No one was very ill in this upper ward, which was kept for
convalescents. Some of the men had been given cigarettes to smoke. Some
were having their supper. It was generally known that Monsieur Mars and
the Demoiselle Irlandaise had been friends in England; and the news
having run round the wards that Monsieur Mars had practically discharged
himself as a patient, we were allowed to talk in peace. Not an errand
was found for me, not a nurse looked--or allowed us to see that she
looked--our way.
"I didn't mean to remind you of my existence, you know, Peggy, till I
had something to say about myself worth saying," Eagle began, speaking
lightly, yet with a nervousness he couldn't quite hide. "I told you that
in my last letter. But Providence has stage-managed things differently."
"Yes. We didn't expect to act together in a continental theatre, did
we?" I was deliberately flippant. "But I'm glad to be in this great play
with you, even in one scene, and such a little part!"
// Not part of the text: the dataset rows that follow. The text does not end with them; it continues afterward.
//! Writeback: propagating metadata edits back to the files they describe
//!
//! A single controller hosts a dedicated event loop, accepts writeback
//! requests over its message surface, matches each request's rdf:types
//! against the registered modules and runs the matching updates on worker
//! threads under cancellation. The controller shuts the process down after a
//! configurable stretch of idleness.

pub mod controller;
pub mod file;
pub mod module;
pub mod playlist;
pub mod xmp;

use std::sync::atomic::{AtomicBool, Ordering};
use std::sync::Arc;

pub use controller::{Controller, ControllerOptions, WritebackAck, WritebackHandle};
pub use module::{builtin_modules, Writeback, WritebackModuleDesc};

/// Rows of a writeback request. Each row is `[url, predicate, value, ...]`;
/// the first column is the `nie:url` of the file the update targets.
pub type WritebackRows = Vec<Vec<String>>;

/// Advisory cancellation handle carried by every writeback task. Modules
/// check it between discrete update steps and complete cleanly when it is
/// set.
#[derive(Debug, Clone, Default)]
pub struct Cancellation(Arc<AtomicBool>);

impl Cancellation {
    pub fn new() -> Self {
        Cancellation::default()
    }

    pub fn cancel(&self) {
        self.0.store(true, Ordering::SeqCst);
    }

    pub fn is_cancelled(&self) -> bool {
        self.0.load(Ordering::SeqCst)
    }
}

/// Completion record posted back for every dispatched task
#[derive(Debug, Clone)]
pub struct TaskCompletion {
    pub module: String,
    pub subject: String,
    pub success: bool,
    pub cancelled: bool,
}

#[cfg(test)]
mod tests {
    use super::*;

    #[test]
    fn test_cancellation_is_sticky() {
        let cancellation = Cancellation::new();
        assert!(!cancellation.is_cancelled());

        let clone = cancellation.clone();
        clone.cancel();
        assert!(cancellation.is_cancelled());
    }
}
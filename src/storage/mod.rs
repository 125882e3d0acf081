//! RDF metadata store
//!
//! Wraps the oxigraph store with the error handling and convenience helpers
//! the rest of the core needs. The store holds indexed documents and, when
//! the engine is bootstrapped from an existing database, the schema triples
//! the introspection loader reads back.

pub mod introspect;

use std::io::Cursor;
use std::path::Path;

use oxigraph::io::RdfFormat;
use oxigraph::model::{Literal, NamedNode, Quad};
use oxigraph::sparql::QueryResults;
use oxigraph::store::Store;

use tracker_ontology::constants;

use crate::error::{Result, StorageError};

/// A connection to the metadata store
#[derive(Clone)]
pub struct MetadataStore {
    store: Store,
}

impl MetadataStore {
    /// Open a fresh in-memory store
    pub fn new() -> Result<Self> {
        let store = Store::new()
            .map_err(|e| StorageError::ConnectionFailed(format!("Failed to create store: {e}")))?;
        Ok(MetadataStore { store })
    }

    /// Load Turtle data into the default graph
    pub fn load_turtle(&self, rdf_data: &str) -> Result<()> {
        let reader = Cursor::new(rdf_data.as_bytes());
        self.store
            .load_from_reader(RdfFormat::Turtle, reader)
            .map_err(|e| StorageError::RdfParsingFailed(format!("Failed to load data: {e}")))?;
        Ok(())
    }

    /// Load a Turtle file into the default graph
    pub fn load_turtle_file<P: AsRef<Path>>(&self, path: P) -> Result<()> {
        let data = std::fs::read_to_string(path)?;
        self.load_turtle(&data)
    }

    /// Run a SPARQL query
    pub fn query(&self, sparql: &str) -> Result<QueryResults> {
        self.store
            .query(sparql)
            .map_err(|e| StorageError::QueryFailed(e.to_string()).into())
    }

    /// Register an indexed document: its integer document id, its URL and
    /// its rdf:type.
    pub fn add_document(&self, doc_id: u32, url: &str, class_uri: &str) -> Result<()> {
        let subject = NamedNode::new(format!("urn:tracker:doc:{doc_id}"))
            .map_err(|e| StorageError::RdfParsingFailed(e.to_string()))?;
        let rdf_type = NamedNode::new(constants::RDF_TYPE)
            .map_err(|e| StorageError::RdfParsingFailed(e.to_string()))?;
        let class = NamedNode::new(class_uri)
            .map_err(|e| StorageError::RdfParsingFailed(e.to_string()))?;
        let tracker_id = NamedNode::new(format!("{}id", constants::PREFIX_TRACKER))
            .map_err(|e| StorageError::RdfParsingFailed(e.to_string()))?;
        let nie_url = NamedNode::new(format!("{}url", constants::PREFIX_NIE))
            .map_err(|e| StorageError::RdfParsingFailed(e.to_string()))?;

        for quad in [
            Quad::new(
                subject.clone(),
                rdf_type,
                class,
                oxigraph::model::GraphName::DefaultGraph,
            ),
            Quad::new(
                subject.clone(),
                tracker_id,
                Literal::from(doc_id as i64),
                oxigraph::model::GraphName::DefaultGraph,
            ),
            Quad::new(
                subject,
                nie_url,
                Literal::new_simple_literal(url),
                oxigraph::model::GraphName::DefaultGraph,
            ),
        ] {
            self.store
                .insert(&quad)
                .map_err(|e| StorageError::QueryFailed(format!("Failed to insert quad: {e}")))?;
        }

        Ok(())
    }

    /// The underlying oxigraph store
    pub fn inner(&self) -> &Store {
        &self.store
    }
}

#[cfg(test)]
mod tests {
    use super::*;

    #[test]
    fn test_load_and_query() {
        let store = MetadataStore::new().unwrap();
        store
            .load_turtle(
                "@prefix ex: <http://example.org/ns#> .\n\
                 ex:doc1 a ex:Document .",
            )
            .unwrap();

        let results = store
            .query("SELECT ?s WHERE { ?s a <http://example.org/ns#Document> }")
            .unwrap();
        if let QueryResults::Solutions(solutions) = results {
            assert_eq!(solutions.count(), 1);
        } else {
            panic!("expected solutions");
        }
    }

    #[test]
    fn test_add_document() {
        let store = MetadataStore::new().unwrap();
        store
            .add_document(7, "file:///tmp/a.txt", "http://example.org/ns#Document")
            .unwrap();

        let results = store
            .query(&format!(
                "SELECT ?type WHERE {{ ?s <{}id> 7 ; a ?type }}",
                constants::PREFIX_TRACKER
            ))
            .unwrap();
        if let QueryResults::Solutions(solutions) = results {
            assert_eq!(solutions.count(), 1);
        } else {
            panic!("expected solutions");
        }
    }
}
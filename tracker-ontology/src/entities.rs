//! Schema entities - classes, properties, namespaces and ontology descriptors
//!
//! These are plain records populated by the loaders at construction time and
//! read-only once registered. References between entities (super classes,
//! domains, ranges, index targets) are stored as URIs and resolved lazily
//! through the [`Registry`](crate::registry::Registry), so no entity ever owns
//! another one.

use smallvec::SmallVec;

/// A 64-bit backend row id. Zero is never a valid id.
pub type Rowid = i64;

/// Derive the short display name of an entity from its URI: the substring
/// after the last `#` or `/`.
fn local_name(uri: &str) -> String {
    match uri.rfind(['#', '/']) {
        Some(pos) => uri[pos + 1..].to_string(),
        None => uri.to_string(),
    }
}

/// A class in the loaded schema
#[derive(Debug, Clone, Default, PartialEq, Eq)]
pub struct Class {
    uri: String,
    name: String,
    id: Option<Rowid>,
    notify: bool,
    super_classes: SmallVec<[String; 4]>,
    domain_indexes: SmallVec<[String; 4]>,
    ontology_path: Option<String>,
    definition_line: u64,
    definition_column: u64,
}

impl Class {
    pub fn new() -> Self {
        Class::default()
    }

    /// Set the URI of this class. Also derives the short display name.
    pub fn set_uri(&mut self, uri: &str) {
        self.uri = uri.to_string();
        self.name = local_name(uri);
    }

    pub fn uri(&self) -> &str {
        &self.uri
    }

    pub fn name(&self) -> &str {
        &self.name
    }

    pub fn set_id(&mut self, id: Rowid) {
        self.id = Some(id);
    }

    pub fn id(&self) -> Option<Rowid> {
        self.id
    }

    pub fn set_notify(&mut self, notify: bool) {
        self.notify = notify;
    }

    pub fn notify(&self) -> bool {
        self.notify
    }

    /// Append a super class reference. Deduplication is the caller's job;
    /// the order of additions is preserved.
    pub fn add_super_class(&mut self, class_uri: &str) {
        self.super_classes.push(class_uri.to_string());
    }

    pub fn super_classes(&self) -> &[String] {
        &self.super_classes
    }

    /// Append a domain index property reference. The matching reverse link
    /// on the property is maintained by the loaders.
    pub fn add_domain_index(&mut self, property_uri: &str) {
        self.domain_indexes.push(property_uri.to_string());
    }

    pub fn domain_indexes(&self) -> &[String] {
        &self.domain_indexes
    }

    pub fn set_ontology_path(&mut self, path: &str) {
        self.ontology_path = Some(path.to_string());
    }

    pub fn ontology_path(&self) -> Option<&str> {
        self.ontology_path.as_deref()
    }

    pub fn set_definition_line(&mut self, line: u64) {
        self.definition_line = line;
    }

    pub fn definition_line(&self) -> u64 {
        self.definition_line
    }

    pub fn set_definition_column(&mut self, column: u64) {
        self.definition_column = column;
    }

    pub fn definition_column(&self) -> u64 {
        self.definition_column
    }
}

/// A property in the loaded schema
#[derive(Debug, Clone, PartialEq, Eq)]
pub struct Property {
    uri: String,
    name: String,
    id: Option<Rowid>,
    domain: Option<String>,
    range: Option<String>,
    multiple_values: bool,
    indexed: bool,
    secondary_index: Option<String>,
    fulltext_indexed: bool,
    weight: i32,
    is_inverse_functional: bool,
    super_properties: SmallVec<[String; 4]>,
    domain_indexes: SmallVec<[String; 4]>,
    ontology_path: Option<String>,
    definition_line: u64,
    definition_column: u64,
}

impl Default for Property {
    fn default() -> Self {
        Property {
            uri: String::new(),
            name: String::new(),
            id: None,
            domain: None,
            range: None,
            // Properties are multi-valued until nrl:maxCardinality 1 says otherwise
            multiple_values: true,
            indexed: false,
            secondary_index: None,
            fulltext_indexed: false,
            weight: 1,
            is_inverse_functional: false,
            super_properties: SmallVec::new(),
            domain_indexes: SmallVec::new(),
            ontology_path: None,
            definition_line: 0,
            definition_column: 0,
        }
    }
}

impl Property {
    pub fn new() -> Self {
        Property::default()
    }

    /// Set the URI of this property. Also derives the short display name.
    pub fn set_uri(&mut self, uri: &str) {
        self.uri = uri.to_string();
        self.name = local_name(uri);
    }

    pub fn uri(&self) -> &str {
        &self.uri
    }

    pub fn name(&self) -> &str {
        &self.name
    }

    pub fn set_id(&mut self, id: Rowid) {
        self.id = Some(id);
    }

    pub fn id(&self) -> Option<Rowid> {
        self.id
    }

    pub fn set_domain(&mut self, class_uri: &str) {
        self.domain = Some(class_uri.to_string());
    }

    pub fn domain(&self) -> Option<&str> {
        self.domain.as_deref()
    }

    pub fn set_range(&mut self, class_uri: &str) {
        self.range = Some(class_uri.to_string());
    }

    pub fn range(&self) -> Option<&str> {
        self.range.as_deref()
    }

    pub fn set_multiple_values(&mut self, multiple_values: bool) {
        self.multiple_values = multiple_values;
    }

    pub fn multiple_values(&self) -> bool {
        self.multiple_values
    }

    pub fn set_indexed(&mut self, indexed: bool) {
        self.indexed = indexed;
    }

    pub fn indexed(&self) -> bool {
        self.indexed
    }

    pub fn set_secondary_index(&mut self, property_uri: &str) {
        self.secondary_index = Some(property_uri.to_string());
    }

    pub fn secondary_index(&self) -> Option<&str> {
        self.secondary_index.as_deref()
    }

    pub fn set_fulltext_indexed(&mut self, fulltext_indexed: bool) {
        self.fulltext_indexed = fulltext_indexed;
    }

    pub fn fulltext_indexed(&self) -> bool {
        self.fulltext_indexed
    }

    pub fn set_weight(&mut self, weight: i32) {
        self.weight = weight;
    }

    pub fn weight(&self) -> i32 {
        self.weight
    }

    pub fn set_is_inverse_functional(&mut self, value: bool) {
        self.is_inverse_functional = value;
    }

    pub fn is_inverse_functional(&self) -> bool {
        self.is_inverse_functional
    }

    pub fn add_super_property(&mut self, property_uri: &str) {
        self.super_properties.push(property_uri.to_string());
    }

    pub fn super_properties(&self) -> &[String] {
        &self.super_properties
    }

    /// Reverse link of [`Class::add_domain_index`]
    pub fn add_domain_index(&mut self, class_uri: &str) {
        self.domain_indexes.push(class_uri.to_string());
    }

    pub fn domain_indexes(&self) -> &[String] {
        &self.domain_indexes
    }

    pub fn set_ontology_path(&mut self, path: &str) {
        self.ontology_path = Some(path.to_string());
    }

    pub fn ontology_path(&self) -> Option<&str> {
        self.ontology_path.as_deref()
    }

    pub fn set_definition_line(&mut self, line: u64) {
        self.definition_line = line;
    }

    pub fn definition_line(&self) -> u64 {
        self.definition_line
    }

    pub fn set_definition_column(&mut self, column: u64) {
        self.definition_column = column;
    }

    pub fn definition_column(&self) -> u64 {
        self.definition_column
    }

    /// Location of the defining triple, in `path:line:column` form.
    pub fn definition_location(&self) -> String {
        format!(
            "{}:{}:{}",
            self.ontology_path.as_deref().unwrap_or("<unknown>"),
            self.definition_line,
            self.definition_column
        )
    }
}

/// A namespace declaration with its short prefix
#[derive(Debug, Clone, Default, PartialEq, Eq)]
pub struct Namespace {
    uri: String,
    prefix: Option<String>,
}

impl Namespace {
    pub fn new() -> Self {
        Namespace::default()
    }

    pub fn set_uri(&mut self, uri: &str) {
        self.uri = uri.to_string();
    }

    pub fn uri(&self) -> &str {
        &self.uri
    }

    pub fn set_prefix(&mut self, prefix: &str) {
        self.prefix = Some(prefix.to_string());
    }

    pub fn prefix(&self) -> Option<&str> {
        self.prefix.as_deref()
    }
}

/// An ontology descriptor
#[derive(Debug, Clone, Default, PartialEq, Eq)]
pub struct Ontology {
    uri: String,
}

impl Ontology {
    pub fn new() -> Self {
        Ontology::default()
    }

    pub fn set_uri(&mut self, uri: &str) {
        self.uri = uri.to_string();
    }

    pub fn uri(&self) -> &str {
        &self.uri
    }
}

#[cfg(test)]
mod tests {
    use super::*;

    #[test]
    fn test_class_name_derivation() {
        let mut class = Class::new();
        class.set_uri("http://example.org/ns#Document");
        assert_eq!(class.name(), "Document");

        class.set_uri("http://example.org/ns/Folder");
        assert_eq!(class.name(), "Folder");

        class.set_uri("plain");
        assert_eq!(class.name(), "plain");
    }

    #[test]
    fn test_property_defaults() {
        let prop = Property::new();
        assert!(prop.multiple_values());
        assert!(!prop.indexed());
        assert!(!prop.fulltext_indexed());
        assert!(!prop.is_inverse_functional());
        assert_eq!(prop.weight(), 1);
        assert!(prop.domain().is_none());
        assert!(prop.range().is_none());
    }

    #[test]
    fn test_super_class_order_preserved() {
        let mut class = Class::new();
        class.set_uri("http://example.org/ns#C");
        class.add_super_class("http://example.org/ns#B");
        class.add_super_class("http://example.org/ns#A");
        assert_eq!(
            class.super_classes(),
            &["http://example.org/ns#B", "http://example.org/ns#A"]
        );
    }
}
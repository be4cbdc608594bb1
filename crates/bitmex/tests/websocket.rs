// -------------------------------------------------------------------------------------------------
//  Copyright (C) 2015-2025 Nautech Systems Pty Ltd. All rights reserved.
//  https://nautechsystems.io
//
//  Licensed under the GNU Lesser General Public License Version 3.0 (the "License");
//  You may not use this file except in compliance with the License.
//  You may obtain a copy of the License at https://www.gnu.org/licenses/lgpl-3.0.en.html
//
//  Unless required by applicable law or agreed to in writing, software
//  distributed under the License is distributed on an "AS IS" BASIS,
//  WITHOUT WARRANTIES OR CONDITIONS OF ANY KIND, either express or implied.
//  See the License for the specific language governing permissions and
//  limitations under the License.
// -------------------------------------------------------------------------------------------------

//! Integration tests for the BitMEX WebSocket client using a mock server.

use std::net::SocketAddr;
use std::sync::{
    Arc, Mutex,
    atomic::{AtomicBool, Ordering},
};
use std::time::Duration;

use axum::{
    Router,
    extract::{
        State,
        ws::{Message, WebSocket, WebSocketUpgrade},
    },
    response::Response,
    routing::get,
};
use bitmex_hub::{
    BitmexAuthReason, BitmexClientConfig, BitmexWsError,
    websocket::client::{BitmexWebSocketClient, ConnectionState},
};
use rstest::rstest;
use serde_json::{Value, json};
use ustr::Ustr;

#[derive(Clone, Copy, Debug, PartialEq, Eq)]
enum AuthMode {
    Success,
    Reject,
    Ignore,
}

#[derive(Clone)]
struct TestServerState {
    auth_mode: Arc<Mutex<AuthMode>>,
    auth_reject_reason: Arc<Mutex<String>>,
    /// Raw text frames, one vector per connection.
    messages: Arc<Mutex<Vec<Vec<String>>>>,
    auth_calls: Arc<Mutex<usize>>,
    /// Close the first connection once it receives a private subscribe.
    close_first_on_private_sub: Arc<AtomicBool>,
}

impl Default for TestServerState {
    fn default() -> Self {
        Self {
            auth_mode: Arc::new(Mutex::new(AuthMode::Success)),
            auth_reject_reason: Arc::new(Mutex::new("Signature not valid.".to_string())),
            messages: Arc::new(Mutex::new(Vec::new())),
            auth_calls: Arc::new(Mutex::new(0)),
            close_first_on_private_sub: Arc::new(AtomicBool::new(false)),
        }
    }
}

impl TestServerState {
    fn connection_count(&self) -> usize {
        self.messages.lock().unwrap().len()
    }

    fn connection_messages(&self, index: usize) -> Vec<String> {
        self.messages
            .lock()
            .unwrap()
            .get(index)
            .cloned()
            .unwrap_or_default()
    }

    fn count_frames_containing(&self, index: usize, needle: &str) -> usize {
        self.connection_messages(index)
            .iter()
            .filter(|raw| raw.contains(needle))
            .count()
    }
}

async fn handle_upgrade(ws: WebSocketUpgrade, State(state): State<TestServerState>) -> Response {
    ws.on_upgrade(move |socket| handle_socket(socket, state))
}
"Maybe the part seems little to you. It doesn't to me! You've helped me
to get well twice as soon as I should have done among strangers.
Heavens! But I was glad to see your little face! I'd have told you that
first morning when I waked up what I'm going to tell you now, if you had
let me then. Things were rather mixed in my brain. I thought I was in
London, and you'd found me at a sort of nursing home I retired into for
a couple of days to get patched up, after that--er--that little accident
I had. I suppose you heard something of it at the time, though I don't
think you were on the spot to see."
"Tony told me you were in church, and that it was you who stopped the
horses when they started to run away," I said, without beating round the
bush, for I thought he was bidding for my frankness on this sore
subject.
"I hoped I might have passed unrecognized; but I feared that was too
much to expect. I was tempted to break my resolution and write to you
after all, explaining why I went to Lady Diana's wedding. But I stuck it
out because--well, because it _was_ a resolution. Silly maybe! all the
same, I had it a good deal at heart to find a new place for myself in
the world before I made a sign to any of my friends, even loyal Peggy.
Besides, I had a safe sort of feeling you wouldn't misjudge me."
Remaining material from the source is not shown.